pub async fn like_comment(
    Path(id): Path<i64>,
    auth: AuthUser,
    State(state): State<AppState>,
) -> Result<Json<CommentLikeToggle>, AppError> {
    let toggle = InteractionService::new(state.db.clone())
        .toggle_comment_like(auth.user_id, id)
        .await
        .map_err(|err| AppError::from_service(err, "failed to toggle comment like"))?;

    Ok(Json(toggle))
}

pub async fn follow_user(
    Path(id): Path<Uuid>,
    auth: AuthUser,
    State(state): State<AppState>,
) -> Result<Json<FollowToggle>, AppError> {
    let toggle = InteractionService::new(state.db.clone())
        .toggle_follow(auth.user_id, id)
        .await
        .map_err(|err| AppError::from_service(err, "failed to toggle follow"))?;

    Ok(Json(toggle))
}

#[derive(Serialize)]
pub struct MeResponse {
    pub user: User,
    pub posts: Vec<Post>,
    pub conversations: Vec<UserSummary>,
    pub followers: Vec<UserSummary>,
    pub following: Vec<UserSummary>,
    #[serde(flatten)]
    pub counts: FollowCounts,
}

pub async fn me(auth: AuthUser, State(state): State<AppState>) -> Result<Json<MeResponse>, AppError> {
    const CONTEXT: &str = "failed to load profile";
    let users = UserService::new(state.db.clone());

    let user = users
        .get_user(auth.user_id)
        .await
        .map_err(|err| AppError::from_service(err, CONTEXT))?
        .ok_or_else(|| AppError::not_found("user not found"))?;
    let posts = PostService::new(state.db.clone())
        .list_by_author(auth.user_id)
        .await
        .map_err(|err| AppError::from_service(err, CONTEXT))?;
    let conversations = ChatService::new(state.db.clone())
        .conversations(auth.user_id)
        .await
        .map_err(|err| AppError::from_service(err, CONTEXT))?;
    let followers = users
        .list_followers(auth.user_id, ME_RELATION_LIMIT)
        .await
        .map_err(|err| AppError::from_service(err, CONTEXT))?;
    let following = users
        .list_following(auth.user_id, ME_RELATION_LIMIT)
        .await
        .map_err(|err| AppError::from_service(err, CONTEXT))?;
    let counts = users
        .follow_counts(auth.user_id)
        .await
        .map_err(|err| AppError::from_service(err, CONTEXT))?;

    Ok(Json(MeResponse {
        user: with_profile_image(&state, user),
        posts: posts.into_iter().map(|post| with_post_image(&state, post)).collect(),
        conversations: with_summary_images(&state, conversations),
        followers: with_summary_images(&state, followers),
        following: with_summary_images(&state, following),
        counts,
    }))
}

pub async fn upload_profile_image(
    auth: AuthUser,
    State(state): State<AppState>,
    mut multipart: Multipart,
) -> Result<Json<User>, AppError> {
    let limit = ImageKind::Profile.limit();
    let mut image = None;

    while let Some(field) = multipart
        .next_field()
        .await
        .map_err(|err| multipart_error(err, limit))?
    {
        if matches!(field.name(), Some("image") | Some("profile_image")) {
            let bytes = field.bytes().await.map_err(|err| multipart_error(err, limit))?;
            if !bytes.is_empty() {
                image = Some(bytes);
            }
        }
    }

    let key = store_image(&state, ImageKind::Profile, image)
        .await?
        .ok_or_else(|| AppError::bad_request("image is required"))?;

    let user = UserService::new(state.db.clone())
        .update_profile_image(auth.user_id, &key)
        .await
        .map_err(|err| AppError::from_service(err, "failed to update profile image"))?
        .ok_or_else(|| AppError::not_found("user not found"))?;

    Ok(Json(with_profile_image(&state, user)))
}

#[derive(Serialize)]
pub struct ProfileResponse {
    pub user: PublicUser,
    pub posts: Vec<Post>,
    pub comments: Vec<AuthoredComment>,
    pub is_following: bool,
    pub followers: Vec<UserSummary>,
    pub following: Vec<UserSummary>,
    #[serde(flatten)]
    pub counts: FollowCounts,
}

pub async fn profile(
    Path(id): Path<Uuid>,
    auth: Option<AuthUser>,
    State(state): State<AppState>,
) -> Result<Json<ProfileResponse>, AppError> {
    const CONTEXT: &str = "failed to load profile";
    let users = UserService::new(state.db.clone());

    let target = users
        .require_by_uuid(id)
        .await
        .map_err(|err| AppError::from_service(err, CONTEXT))?;
    let posts = PostService::new(state.db.clone())
        .list_by_author(target.id)
        .await
        .map_err(|err| AppError::from_service(err, CONTEXT))?;
    let comments = CommentService::new(state.db.clone())
        .list_by_author(target.id)
        .await
        .map_err(|err| AppError::from_service(err, CONTEXT))?;
    let is_following = match auth {
        Some(viewer) if viewer.user_id != target.id => users
            .is_following(viewer.user_id, target.id)
            .await
            .map_err(|err| AppError::from_service(err, CONTEXT))?,
        _ => false,
    };
    let followers = users
        .list_followers(target.id, PROFILE_RELATION_LIMIT)
        .await
        .map_err(|err| AppError::from_service(err, CONTEXT))?;
    let following = users
        .list_following(target.id, PROFILE_RELATION_LIMIT)
        .await
        .map_err(|err| AppError::from_service(err, CONTEXT))?;
    let counts = users
        .follow_counts(target.id)
        .await
        .map_err(|err| AppError::from_service(err, CONTEXT))?;

    Ok(Json(ProfileResponse {
        user: with_profile_image(&state, target).into(),
        posts: posts.into_iter().map(|post| with_post_image(&state, post)).collect(),
        comments,
        is_following,
        followers: with_summary_images(&state, followers),
        following: with_summary_images(&state, following),
        counts,
    }))
}

#[derive(Serialize)]
pub struct ConversationsResponse {
    pub conversations: Vec<UserSummary>,
}

pub async fn list_conversations(
    auth: AuthUser,
    State(state): State<AppState>,
) -> Result<Json<ConversationsResponse>, AppError> {
    let conversations = ChatService::new(state.db.clone())
        .conversations(auth.user_id)
        .await
        .map_err(|err| AppError::from_service(err, "failed to list conversations"))?;

    Ok(Json(ConversationsResponse {
        conversations: with_summary_images(&state, conversations),
    }))
}

pub async fn open_chat(
    Path(id): Path<Uuid>,
    auth: AuthUser,
    State(state): State<AppState>,
) -> Result<Json<ChatOpened>, AppError> {
    let (target, marked_read) = ChatService::new(state.db.clone())
        .open(auth.user_id, id)
        .await
        .map_err(|err| AppError::from_service(err, "failed to open chat"))?;

    Ok(Json(ChatOpened {
        target: with_profile_image(&state, target).into(),
        marked_read,
    }))
}

#[derive(Deserialize)]
pub struct SendMessageRequest {
    #[serde(default)]
    pub content: String,
}

#[derive(Serialize)]
pub struct SentMessage {
    pub success: bool,
    #[serde(flatten)]
    pub message: Message,
}

pub async fn send_message(
    Path(id): Path<Uuid>,
    auth: AuthUser,
    State(state): State<AppState>,
    JsonBody(payload): JsonBody<SendMessageRequest>,
) -> Result<(StatusCode, Json<SentMessage>), AppError> {
    let message = ChatService::new(state.db.clone())
        .send(auth.user_id, id, &payload.content)
        .await
        .map_err(|err| AppError::from_service(err, "failed to send message"))?;

    Ok((
        StatusCode::CREATED,
        Json(SentMessage {
            success: true,
            message,
        }),
    ))
}

#[derive(Serialize)]
pub struct MessagesResponse {
    pub messages: Vec<ChatMessage>,
}

pub async fn get_messages(
    Path(id): Path<Uuid>,
    auth: AuthUser,
    State(state): State<AppState>,
) -> Result<Json<MessagesResponse>, AppError> {
    let messages = ChatService::new(state.db.clone())
        .messages(auth.user_id, id)
        .await
        .map_err(|err| AppError::from_service(err, "failed to load messages"))?;

    Ok(Json(MessagesResponse { messages }))
}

◆ **Work instructions**: So that nothing is lost, write out each record exactly as it appears above.

◆ **Result for this task**:
pub async fn like_comment(
    Path(id): Path<i64>,
    auth: AuthUser,
    State(state): State<AppState>,
) -> Result<Json<CommentLikeToggle>, AppError> {
    let toggle = InteractionService::new(state.db.clone())
        .toggle_comment_like(auth.user_id, id)
        .await
        .map_err(|err| AppError::from_service(err, "failed to toggle comment like"))?;

    Ok(Json(toggle))
}

pub async fn follow_user(
    Path(id): Path<Uuid>,
    auth: AuthUser,
    State(state): State<AppState>,
) -> Result<Json<FollowToggle>, AppError> {
    let toggle = InteractionService::new(state.db.clone())
        .toggle_follow(auth.user_id, id)
        .await
        .map_err(|err| AppError::from_service(err, "failed to toggle follow"))?;

    Ok(Json(toggle))
}

#[derive(Serialize)]
pub struct MeResponse {
    pub user: User,
    pub posts: Vec<Post>,
    pub conversations: Vec<UserSummary>,
    pub followers: Vec<UserSummary>,
    pub following: Vec<UserSummary>,
    #[serde(flatten)]
    pub counts: FollowCounts,
}

pub async fn me(auth: AuthUser, State(state): State<AppState>) -> Result<Json<MeResponse>, AppError> {
    const CONTEXT: &str = "failed to load profile";
    let users = UserService::new(state.db.clone());

    let user = users
        .get_user(auth.user_id)
        .await
        .map_err(|err| AppError::from_service(err, CONTEXT))?
        .ok_or_else(|| AppError::not_found("user not found"))?;
    let posts = PostService::new(state.db.clone())
        .list_by_author(auth.user_id)
        .await
        .map_err(|err| AppError::from_service(err, CONTEXT))?;
    let conversations = ChatService::new(state.db.clone())
        .conversations(auth.user_id)
        .await
        .map_err(|err| AppError::from_service(err, CONTEXT))?;
    let followers = users
        .list_followers(auth.user_id, ME_RELATION_LIMIT)
        .await
        .map_err(|err| AppError::from_service(err, CONTEXT))?;
    let following = users
        .list_following(auth.user_id, ME_RELATION_LIMIT)
        .await
        .map_err(|err| AppError::from_service(err, CONTEXT))?;
    let counts = users
        .follow_counts(auth.user_id)
        .await
        .map_err(|err| AppError::from_service(err, CONTEXT))?;

    Ok(Json(MeResponse {
        user: with_profile_image(&state, user),
        posts: posts.into_iter().map(|post| with_post_image(&state, post)).collect(),
        conversations: with_summary_images(&state, conversations),
        followers: with_summary_images(&state, followers),
        following: with_summary_images(&state, following),
        counts,
    }))
}

pub async fn upload_profile_image(
    auth: AuthUser,
    State(state): State<AppState>,
    mut multipart: Multipart,
) -> Result<Json<User>, AppError> {
    let limit = ImageKind::Profile.limit();
    let mut image = None;

    while let Some(field) = multipart
        .next_field()
        .await
        .map_err(|err| multipart_error(err, limit))?
    {
        if matches!(field.name(), Some("image") | Some("profile_image")) {
            let bytes = field.bytes().await.map_err(|err| multipart_error(err, limit))?;
            if !bytes.is_empty() {
                image = Some(bytes);
            }
        }
    }

    let key = store_image(&state, ImageKind::Profile, image)
        .await?
        .ok_or_else(|| AppError::bad_request("image is required"))?;

    let user = UserService::new(state.db.clone())
        .update_profile_image(auth.user_id, &key)
        .await
        .map_err(|err| AppError::from_service(err, "failed to update profile image"))?
        .ok_or_else(|| AppError::not_found("user not found"))?;

    Ok(Json(with_profile_image(&state, user)))
}

#[derive(Serialize)]
pub struct ProfileResponse {
    pub user: PublicUser,
    pub posts: Vec<Post>,
    pub comments: Vec<AuthoredComment>,
    pub is_following: bool,
    pub followers: Vec<UserSummary>,
    pub following: Vec<UserSummary>,
    #[serde(flatten)]
    pub counts: FollowCounts,
}

pub async fn profile(
    Path(id): Path<Uuid>,
    auth: Option<AuthUser>,
    State(state): State<AppState>,
) -> Result<Json<ProfileResponse>, AppError> {
    const CONTEXT: &str = "failed to load profile";
    let users = UserService::new(state.db.clone());

    let target = users
        .require_by_uuid(id)
        .await
        .map_err(|err| AppError::from_service(err, CONTEXT))?;
    let posts = PostService::new(state.db.clone())
        .list_by_author(target.id)
        .await
        .map_err(|err| AppError::from_service(err, CONTEXT))?;
    let comments = CommentService::new(state.db.clone())
        .list_by_author(target.id)
        .await
        .map_err(|err| AppError::from_service(err, CONTEXT))?;
    let is_following = match auth {
        Some(viewer) if viewer.user_id != target.id => users
            .is_following(viewer.user_id, target.id)
            .await
            .map_err(|err| AppError::from_service(err, CONTEXT))?,
        _ => false,
    };
    let followers = users
        .list_followers(target.id, PROFILE_RELATION_LIMIT)
        .await
        .map_err(|err| AppError::from_service(err, CONTEXT))?;
    let following = users
        .list_following(target.id, PROFILE_RELATION_LIMIT)
        .await
        .map_err(|err| AppError::from_service(err, CONTEXT))?;
    let counts = users
        .follow_counts(target.id)
        .await
        .map_err(|err| AppError::from_service(err, CONTEXT))?;

    Ok(Json(ProfileResponse {
        user: with_profile_image(&state, target).into(),
        posts: posts.into_iter().map(|post| with_post_image(&state, post)).collect(),
        comments,
        is_following,
        followers: with_summary_images(&state, followers),
        following: with_summary_images(&state, following),
        counts,
    }))
}

#[derive(Serialize)]
pub struct ConversationsResponse {
    pub conversations: Vec<UserSummary>,
}

pub async fn list_conversations(
    auth: AuthUser,
    State(state): State<AppState>,
) -> Result<Json<ConversationsResponse>, AppError> {
    let conversations = ChatService::new(state.db.clone())
        .conversations(auth.user_id)
        .await
        .map_err(|err| AppError::from_service(err, "failed to list conversations"))?;

    Ok(Json(ConversationsResponse {
        conversations: with_summary_images(&state, conversations),
    }))
}

pub async fn open_chat(
    Path(id): Path<Uuid>,
    auth: AuthUser,
    State(state): State<AppState>,
) -> Result<Json<ChatOpened>, AppError> {
    let (target, marked_read) = ChatService::new(state.db.clone())
        .open(auth.user_id, id)
        .await
        .map_err(|err| AppError::from_service(err, "failed to open chat"))?;

    Ok(Json(ChatOpened {
        target: with_profile_image(&state, target).into(),
        marked_read,
    }))
}

#[derive(Deserialize)]
pub struct SendMessageRequest {
    #[serde(default)]
    pub content: String,
}

#[derive(Serialize)]
pub struct SentMessage {
    pub success: bool,
    #[serde(flatten)]
    pub message: Message,
}

pub async fn send_message(
    Path(id): Path<Uuid>,
    auth: AuthUser,
    State(state): State<AppState>,
    JsonBody(payload): JsonBody<SendMessageRequest>,
) -> Result<(StatusCode, Json<SentMessage>), AppError> {
    let message = ChatService::new(state.db.clone())
        .send(auth.user_id, id, &payload.content)
        .await
        .map_err(|err| AppError::from_service(err, "failed to send message"))?;

    Ok((
        StatusCode::CREATED,
        Json(SentMessage {
            success: true,
            message,
        }),
    ))
}

#[derive(Serialize)]
pub struct MessagesResponse {
    pub messages: Vec<ChatMessage>,
}

pub async fn get_messages(
    Path(id): Path<Uuid>,
    auth: AuthUser,
    State(state): State<AppState>,
) -> Result<Json<MessagesResponse>, AppError> {
    let messages = ChatService::new(state.db.clone())
        .messages(auth.user_id, id)
        .await
        .map_err(|err| AppError::from_service(err, "failed to load messages"))?;

    Ok(Json(MessagesResponse { messages }))
}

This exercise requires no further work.